These estimates reflect normal seasonality in the business. The estimates assume year-over-year revenue growth of approximately high-teens for Apex Systems and Oxford, mid-single digit for Life Sciences, low single-digit for Physician Staffing and Allied Healthcare. The estimates above assume no deterioration in the staffing markets that On Assignment serves. For the full year, the Company expects to trend toward the high-end of the previously-announced full year 2013 targets.

Conference Call

On Assignment will hold a conference call today at 4:30 p.m. EDT to review its second quarter financial results. The dial-in number is 800-260-0702 (+1-612-234-9962 for callers outside the United States) and the conference ID number is 297394. Participants should dial in ten minutes before the call. A replay of the conference call will be available beginning today at 7:30 p.m. EDT and ending at midnight EDT on Friday, August 24, 2013. The access number for the replay is 800-475-6701 (1+320-365-3844 for callers outside the United States) and the conference ID number 297394.
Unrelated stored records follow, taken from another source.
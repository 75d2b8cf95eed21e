use std::collections::BTreeSet;
use std::sync::atomic::{AtomicU32, Ordering};
use std::time::Instant;

use dashmap::mapref::entry::Entry;
use dashmap::DashMap;
use tokio::sync::{mpsc, RwLock};

use parley_protocol::types::{GroupName, PublicKeyBytes, UserId};

use crate::config::RelayConfig;

/// Longest accepted username, in characters.
pub const MAX_USERNAME_LEN: usize = 32;

/// Simple token-bucket rate limiter.
pub struct RateLimiter {
    tokens: f64,
    max_tokens: f64,
    refill_rate: f64, // tokens per second
    last_refill: Instant,
}

impl RateLimiter {
    pub fn new(max_tokens: f64, refill_rate: f64) -> Self {
        Self {
            tokens: max_tokens,
            max_tokens,
            refill_rate,
            last_refill: Instant::now(),
        }
    }

    /// Try to consume one token. Returns true if allowed, false if rate-limited.
    pub fn try_consume(&mut self) -> bool {
        let now = Instant::now();
        let elapsed = now.duration_since(self.last_refill).as_secs_f64();
        self.tokens = (self.tokens + elapsed * self.refill_rate).min(self.max_tokens);
        self.last_refill = now;

        if self.tokens >= 1.0 {
            self.tokens -= 1.0;
            true
        } else {
            false
        }
    }
}

/// One connected user as the relay sees it.
pub struct Peer {
    /// Sender for pushing encoded lines to this user's writer task.
    pub tx: mpsc::Sender<Vec<u8>>,
    /// Public key announced in the hello. Opaque to the relay.
    pub public_key: PublicKeyBytes,
    /// Group the user is currently joined to.
    pub group: Option<GroupName>,
    /// Limits messages and file transfers.
    pub message_rate: RateLimiter,
}

/// Shared relay state.
pub struct RelayState {
    pub peers: DashMap<UserId, Peer>,
    pub groups: RwLock<BTreeSet<GroupName>>,
    pub max_users: u32,
    pub max_group_name_len: usize,
    /// Admitted users, reserved while the peer entry is still locked.
    online: AtomicU32,
    message_burst: f64,
    message_rate: f64,
}

impl RelayState {
    pub fn new(config: &RelayConfig) -> Self {
        Self {
            peers: DashMap::new(),
            groups: RwLock::new(BTreeSet::new()),
            max_users: config.max_users,
            online: AtomicU32::new(0),
            max_group_name_len: config.max_group_name_len,
            message_burst: config.message_burst.max(1.0),
            message_rate: config.message_rate_per_sec.max(0.0),
        }
    }

    pub fn user_count(&self) -> usize {
        self.peers.len()
    }

    /// Admit a user under `username`. Returns the canonical name and every
    /// key already known, so the caller can introduce the newcomer.
    pub fn register(
        &self,
        username: &str,
        public_key: PublicKeyBytes,
        tx: mpsc::Sender<Vec<u8>>,
    ) -> anyhow::Result<(UserId, Vec<(UserId, PublicKeyBytes)>)> {
        let username = username.trim();
        if username.is_empty() || username.chars().count() > MAX_USERNAME_LEN {
            anyhow::bail!("username must be 1-{} characters", MAX_USERNAME_LEN);
        }
        if username.chars().any(|c| c.is_control()) {
            anyhow::bail!("username contains invalid characters");
        }
        if public_key.0.is_empty() {
            anyhow::bail!("hello carried no public key");
        }
        let known = self
            .peers
            .iter()
            .map(|p| (p.key().clone(), p.public_key.clone()))
            .collect();

        match self.peers.entry(username.to_string()) {
            Entry::Occupied(_) => anyhow::bail!("username `{}` is already taken", username),
            Entry::Vacant(slot) => {
                let max = self.max_users;
                let reserved = self
                    .online
                    .fetch_update(Ordering::SeqCst, Ordering::SeqCst, |n| {
                        (n < max).then_some(n + 1)
                    });
                if reserved.is_err() {
                    anyhow::bail!("relay is full");
                }
                slot.insert(Peer {
                    tx,
                    public_key,
                    group: None,
                    message_rate: RateLimiter::new(self.message_burst, self.message_rate),
                });
            }
        }
        Ok((username.to_string(), known))
    }

    pub fn remove(&self, user: &str) -> Option<Peer> {
        let (_, peer) = self.peers.remove(user)?;
        self.online.fetch_sub(1, Ordering::SeqCst);
        Some(peer)
    }

    /// Returns false when the user has exhausted their message budget.
    pub fn try_consume_message(&self, user: &str) -> bool {
        self.peers
            .get_mut(user)
            .map(|mut p| p.message_rate.try_consume())
            .unwrap_or(false)
    }

    pub fn public_key_of(&self, user: &str) -> Option<PublicKeyBytes> {
        self.peers.get(user).map(|p| p.public_key.clone())
    }

    pub fn sender_of(&self, user: &str) -> Option<mpsc::Sender<Vec<u8>>> {
        self.peers.get(user).map(|p| p.tx.clone())
    }

    /// Senders of every connected user, optionally skipping one.
    pub fn senders_except(&self, exclude: Option<&str>) -> Vec<mpsc::Sender<Vec<u8>>> {
        self.peers
            .iter()
            .filter(|p| Some(p.key().as_str()) != exclude)
            .map(|p| p.tx.clone())
            .collect()
    }

    /// Senders of users currently joined to `group`, skipping `exclude`.
    pub fn group_senders(&self, group: &str, exclude: &str) -> Vec<mpsc::Sender<Vec<u8>>> {
        self.peers
            .iter()
            .filter(|p| p.key() != exclude && p.group.as_deref() == Some(group))
            .map(|p| p.tx.clone())
            .collect()
    }

    /// Collapse whitespace runs and check the name is usable.
    pub fn normalize_group_name(&self, raw: &str) -> anyhow::Result<GroupName> {
        let name = raw.split_whitespace().collect::<Vec<_>>().join(" ");
        if name.is_empty() {
            anyhow::bail!("group name must not be empty");
        }
        if name.chars().count() > self.max_group_name_len {
            anyhow::bail!(
                "group name must be at most {} characters",
                self.max_group_name_len
            );
        }
        if name.chars().any(|c| c.is_control()) {
            anyhow::bail!("group name contains invalid characters");
        }
        Ok(name)
    }

    /// Register a new group. Fails if the normalized name already exists.
    pub async fn create_group(&self, raw: &str) -> anyhow::Result<GroupName> {
        let name = self.normalize_group_name(raw)?;
        let mut groups = self.groups.write().await;
        if !groups.insert(name.clone()) {
            anyhow::bail!("a group named `{}` already exists", name);
        }
        Ok(name)
    }

    /// Move `user` into `raw`, creating the group if nobody has yet.
    /// Returns the group name and whether it was created by this call.
    pub async fn join_group(&self, user: &str, raw: &str) -> anyhow::Result<(GroupName, bool)> {
        let name = self.normalize_group_name(raw)?;
        let created = self.groups.write().await.insert(name.clone());
        match self.peers.get_mut(user) {
            Some(mut peer) => peer.group = Some(name.clone()),
            None => anyhow::bail!("unknown user `{}`", user),
        }
        Ok((name, created))
    }

    pub async fn group_list(&self) -> Vec<GroupName> {
        self.groups.read().await.iter().cloned().collect()
    }
}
This call is being webcast by Thomson/CCBN and can be accessed via On Assignment's web site at www.onassignment.com. Individual investors can also listen at Thomson/CCBN's site at www.fulldisclosure.com or by visiting any of the investor sites in Thomson/CCBN's Individual Investor Network.


About On Assignment
On Assignment, Inc. (NYSE: ASGN), is a leading global provider of in-demand, skilled professionals in the growing technology, healthcare and life sciences sectors, where quality people are the key to success. The Company goes beyond matching résumés with job descriptions to match people they know into positions they understand for temporary, contract-to-hire, and direct hire assignments. Clients recognize On Assignment for their quality candidates, quick response, and successful assignments. Professionals think of On Assignment as career-building partners with the depth and breadth of experience to help them reach their goals.
 
On Assignment was founded in 1985 and went public in 1992. The corporate headquarters are located in Calabasas, California, with a network of 133 branch offices throughout the United States, Canada, United Kingdom, Netherlands, Ireland and Belgium. Additionally, physician placements are made in Australia and New Zealand. To learn more, visit http://www.onassignment.com.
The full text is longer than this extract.